#[cfg(test)]
mod tests {
    use super::*;
    use std::sync::atomic::{AtomicUsize, Ordering};
    use std::sync::Mutex;

    /// Scripted PDF engine: pops one text-layer result per call and
    /// records every rasterize invocation.
    struct FakePdf {
        text_layers: Mutex<Vec<anyhow::Result<String>>>,
        pages: Vec<Vec<u8>>,
        text_layer_calls: AtomicUsize,
        rasterize_calls: Mutex<Vec<(u32, usize)>>,
    }

    impl FakePdf {
        fn with_layer(text: &str) -> Self {
            Self::scripted(vec![Ok(text.to_string())], vec![])
        }

        fn scanned(pages: Vec<Vec<u8>>) -> Self {
            Self::scripted(vec![Ok(String::new())], pages)
        }

        fn scripted(text_layers: Vec<anyhow::Result<String>>, pages: Vec<Vec<u8>>) -> Self {
            Self {
                text_layers: Mutex::new(text_layers),
                pages,
                text_layer_calls: AtomicUsize::new(0),
                rasterize_calls: Mutex::new(Vec::new()),
            }
        }
    }

    impl PdfEngine for FakePdf {
        fn text_layer(&self, _data: &[u8]) -> anyhow::Result<String> {
            self.text_layer_calls.fetch_add(1, Ordering::SeqCst);
            self.text_layers.lock().unwrap().remove(0)
        }

        fn rasterize(&self, _data: &[u8], dpi: u32, max_pages: usize) -> anyhow::Result<Vec<Vec<u8>>> {
            self.rasterize_calls.lock().unwrap().push((dpi, max_pages));
            Ok(self.pages.clone())
        }
    }

    /// Scripted OCR engine: pops one result per call and records inputs.
    struct FakeOcr {
        outputs: Mutex<Vec<Result<String, OcrError>>>,
        inputs: Mutex<Vec<Vec<u8>>>,
    }

    impl FakeOcr {
        fn with_outputs(outputs: Vec<Result<String, OcrError>>) -> Self {
            Self {
                outputs: Mutex::new(outputs),
                inputs: Mutex::new(Vec::new()),
            }
        }

        fn never_called() -> Self {
            Self::with_outputs(vec![])
        }

        fn calls(&self) -> usize {
            self.inputs.lock().unwrap().len()
        }
    }

    impl OcrEngine for FakeOcr {
        fn recognize(&self, image: &[u8]) -> Result<String, OcrError> {
            self.inputs.lock().unwrap().push(image.to_vec());
            self.outputs.lock().unwrap().remove(0)
        }
    }

    fn extractor(pdf: Arc<FakePdf>, ocr: Arc<FakeOcr>) -> TextExtractor {
        TextExtractor::new(pdf, ocr, 300, 20)
    }

    fn doc(name: &str, content: &[u8]) -> UploadedDocument {
        UploadedDocument {
            name: name.to_string(),
            content: Bytes::copy_from_slice(content),
        }
    }

    /// A real 2x2 PNG so the image path's decode step succeeds.
    fn tiny_png() -> Vec<u8> {
        let raster = image::DynamicImage::ImageRgb8(image::RgbImage::new(2, 2));
        let mut buf = Vec::new();
        raster
            .write_to(&mut Cursor::new(&mut buf), ImageFormat::Png)
            .unwrap();
        buf
    }

    #[test]
    fn test_classify_by_suffix() {
        assert_eq!(DocumentKind::classify("cv.pdf"), DocumentKind::Pdf);
        assert_eq!(DocumentKind::classify("photo.png"), DocumentKind::Image);
        assert_eq!(DocumentKind::classify("photo.jpg"), DocumentKind::Image);
        assert_eq!(DocumentKind::classify("photo.jpeg"), DocumentKind::Image);
        assert_eq!(DocumentKind::classify("resume.docx"), DocumentKind::Unsupported);
        assert_eq!(DocumentKind::classify("noextension"), DocumentKind::Unsupported);
    }

    #[test]
    fn test_classify_is_case_insensitive() {
        assert_eq!(DocumentKind::classify("CV.PDF"), DocumentKind::Pdf);
        assert_eq!(DocumentKind::classify("IMAGE.PNG"), DocumentKind::Image);
        assert_eq!(DocumentKind::classify("image.Png"), DocumentKind::Image);
        assert_eq!(DocumentKind::classify("scan.JPEG"), DocumentKind::Image);
    }

    #[test]
    fn test_unsupported_suffix_touches_no_engine() {
        let pdf = Arc::new(FakePdf::with_layer("never read"));
        let ocr = Arc::new(FakeOcr::never_called());
        let sut = extractor(pdf.clone(), ocr.clone());

        let result = sut.extract(&doc("resume.docx", b"whatever"));

        assert!(matches!(result, Err(ExtractionError::UnsupportedFormat)));
        assert_eq!(pdf.text_layer_calls.load(Ordering::SeqCst), 0);
        assert_eq!(ocr.calls(), 0);
    }

    #[test]
    fn test_text_native_pdf_skips_ocr() {
        // 2-page document: page 1 has text, page 2 is blank but still has
        // a (empty) text layer. The concatenated layer is non-empty, so
        // OCR must not run for either page.
        let pdf = Arc::new(FakePdf::with_layer("Jane Doe, Engineer"));
        let ocr = Arc::new(FakeOcr::never_called());
        let sut = extractor(pdf.clone(), ocr.clone());

        let text = sut.extract(&doc("cv.pdf", b"%PDF")).unwrap();

        assert_eq!(text, "Jane Doe, Engineer");
        assert!(pdf.rasterize_calls.lock().unwrap().is_empty());
        assert_eq!(ocr.calls(), 0);
    }

    #[test]
    fn test_whitespace_only_layer_triggers_per_page_ocr_in_order() {
        let pages = vec![b"raster-1".to_vec(), b"raster-2".to_vec(), b"raster-3".to_vec()];
        let pdf = Arc::new(FakePdf::scripted(
            vec![Ok("  \n\t  ".to_string())],
            pages.clone(),
        ));
        let ocr = Arc::new(FakeOcr::with_outputs(vec![
            Ok("one ".to_string()),
            Ok("two ".to_string()),
            Ok("three".to_string()),
        ]));
        let sut = extractor(pdf.clone(), ocr.clone());

        let text = sut.extract(&doc("scan.pdf", b"%PDF")).unwrap();

        assert_eq!(text, "one two three");
        assert_eq!(*ocr.inputs.lock().unwrap(), pages);
        assert_eq!(*pdf.rasterize_calls.lock().unwrap(), vec![(300, 20)]);
    }

    #[test]
    fn test_scanned_single_page_invokes_ocr_exactly_once() {
        let pdf = Arc::new(FakePdf::scanned(vec![b"page-raster".to_vec()]));
        let ocr = Arc::new(FakeOcr::with_outputs(vec![Ok(
            "John Smith\nSoftware Engineer".to_string(),
        )]));
        let sut = extractor(pdf.clone(), ocr.clone());

        let text = sut.extract(&doc("scan.pdf", b"%PDF")).unwrap();

        assert_eq!(text, "John Smith\nSoftware Engineer");
        assert_eq!(ocr.calls(), 1);
    }

    #[test]
    fn test_rasterize_receives_configured_dpi_and_page_cap() {
        let pdf = Arc::new(FakePdf::scanned(vec![b"p".to_vec()]));
        let ocr = Arc::new(FakeOcr::with_outputs(vec![Ok(String::new())]));
        let sut = TextExtractor::new(pdf.clone(), ocr, 150, 5);

        sut.extract(&doc("scan.pdf", b"%PDF")).unwrap();

        assert_eq!(*pdf.rasterize_calls.lock().unwrap(), vec![(150, 5)]);
    }

    #[test]
    fn test_image_suffix_dispatches_to_ocr_regardless_of_case() {
        for name in ["IMAGE.PNG", "image.png", "image.Png", "photo.JPEG", "scan.Jpg"] {
            let pdf = Arc::new(FakePdf::with_layer("never read"));
            let ocr = Arc::new(FakeOcr::with_outputs(vec![Ok("ocr text".to_string())]));
            let sut = extractor(pdf.clone(), ocr.clone());

            let text = sut.extract(&doc(name, &tiny_png())).unwrap();

            assert_eq!(text, "ocr text", "failed for {name}");
            assert_eq!(ocr.calls(), 1, "failed for {name}");
            assert_eq!(pdf.text_layer_calls.load(Ordering::SeqCst), 0);
        }
    }

    #[test]
    fn test_missing_ocr_engine_reported_for_images() {
        let pdf = Arc::new(FakePdf::with_layer("never read"));
        let ocr = Arc::new(FakeOcr::with_outputs(vec![Err(OcrError::EngineMissing)]));
        let sut = extractor(pdf, ocr);

        let result = sut.extract(&doc("photo.png", &tiny_png()));

        assert!(matches!(result, Err(ExtractionError::OcrEngineMissing)));
    }

    #[test]
    fn test_missing_ocr_engine_reported_for_scanned_pdfs() {
        let pdf = Arc::new(FakePdf::scanned(vec![b"p1".to_vec(), b"p2".to_vec()]));
        let ocr = Arc::new(FakeOcr::with_outputs(vec![Err(OcrError::EngineMissing)]));
        let sut = extractor(pdf, ocr);

        let result = sut.extract(&doc("scan.pdf", b"%PDF"));

        assert!(matches!(result, Err(ExtractionError::OcrEngineMissing)));
    }

    #[test]
    fn test_corrupt_image_fails_before_ocr() {
        let pdf = Arc::new(FakePdf::with_layer("never read"));
        let ocr = Arc::new(FakeOcr::never_called());
        let sut = extractor(pdf, ocr.clone());

        let result = sut.extract(&doc("photo.png", b"not an image"));

        assert!(matches!(result, Err(ExtractionError::ImageProcessing(_))));
        assert_eq!(ocr.calls(), 0);
    }

    #[test]
    fn test_ocr_page_failure_names_file_and_page() {
        let pdf = Arc::new(FakePdf::scanned(vec![b"p1".to_vec(), b"p2".to_vec()]));
        let ocr = Arc::new(FakeOcr::with_outputs(vec![
            Ok("fine".to_string()),
            Err(OcrError::Failed("blank raster".to_string())),
        ]));
        let sut = extractor(pdf, ocr);

        let result = sut.extract(&doc("scan.pdf", b"%PDF"));

        match result {
            Err(ExtractionError::Failed { file, reason }) => {
                assert_eq!(file, "scan.pdf");
                assert!(reason.contains("page 2"), "reason was: {reason}");
            }
            other => panic!("expected Failed, got {other:?}"),
        }
    }

    #[test]
    fn test_failure_is_contained_per_document() {
        // First document blows up inside the PDF engine; the second,
        // handled by the same extractor, must still succeed.
        let pdf = Arc::new(FakePdf::scripted(
            vec![
                Err(anyhow!("broken xref table")),
                Ok("Second candidate".to_string()),
            ],
            vec![],
        ));
        let ocr = Arc::new(FakeOcr::never_called());
        let sut = extractor(pdf, ocr);

        let first = sut.extract(&doc("bad.pdf", b"%PDF"));
        match first {
            Err(ExtractionError::Failed { file, .. }) => assert_eq!(file, "bad.pdf"),
            other => panic!("expected Failed, got {other:?}"),
        }

        let second = sut.extract(&doc("good.pdf", b"%PDF")).unwrap();
        assert_eq!(second, "Second candidate");
    }

    #[test]
    fn test_error_display_uses_the_diagnostic_wording() {
        assert_eq!(
            ExtractionError::UnsupportedFormat.to_string(),
            "unsupported file format"
        );
        assert_eq!(
            ExtractionError::OcrEngineMissing.to_string(),
            "OCR engine not found"
        );
    }

    #[test]
    fn test_empty_ocr_output_is_a_valid_result() {
        let pdf = Arc::new(FakePdf::scanned(vec![b"blank".to_vec()]));
        let ocr = Arc::new(FakeOcr::with_outputs(vec![Ok(String::new())]));
        let sut = extractor(pdf, ocr);

        let text = sut.extract(&doc("scan.pdf", b"%PDF")).unwrap();

        assert_eq!(text, "");
    }
}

###

> _Brief_
Using the entries above, give again exactly the lines from the line holding "use std::sync::Mutex;" through the line holding "self.text_layer_calls.fetch_add(1, Ordering::SeqCst);". Include both end lines and nothing else.

> _Solved exercise_
    use std::sync::Mutex;

    /// Scripted PDF engine: pops one text-layer result per call and
    /// records every rasterize invocation.
    struct FakePdf {
        text_layers: Mutex<Vec<anyhow::Result<String>>>,
        pages: Vec<Vec<u8>>,
        text_layer_calls: AtomicUsize,
        rasterize_calls: Mutex<Vec<(u32, usize)>>,
    }

    impl FakePdf {
        fn with_layer(text: &str) -> Self {
            Self::scripted(vec![Ok(text.to_string())], vec![])
        }

        fn scanned(pages: Vec<Vec<u8>>) -> Self {
            Self::scripted(vec![Ok(String::new())], pages)
        }

        fn scripted(text_layers: Vec<anyhow::Result<String>>, pages: Vec<Vec<u8>>) -> Self {
            Self {
                text_layers: Mutex::new(text_layers),
                pages,
                text_layer_calls: AtomicUsize::new(0),
                rasterize_calls: Mutex::new(Vec::new()),
            }
        }
    }

    impl PdfEngine for FakePdf {
        fn text_layer(&self, _data: &[u8]) -> anyhow::Result<String> {
            self.text_layer_calls.fetch_add(1, Ordering::SeqCst);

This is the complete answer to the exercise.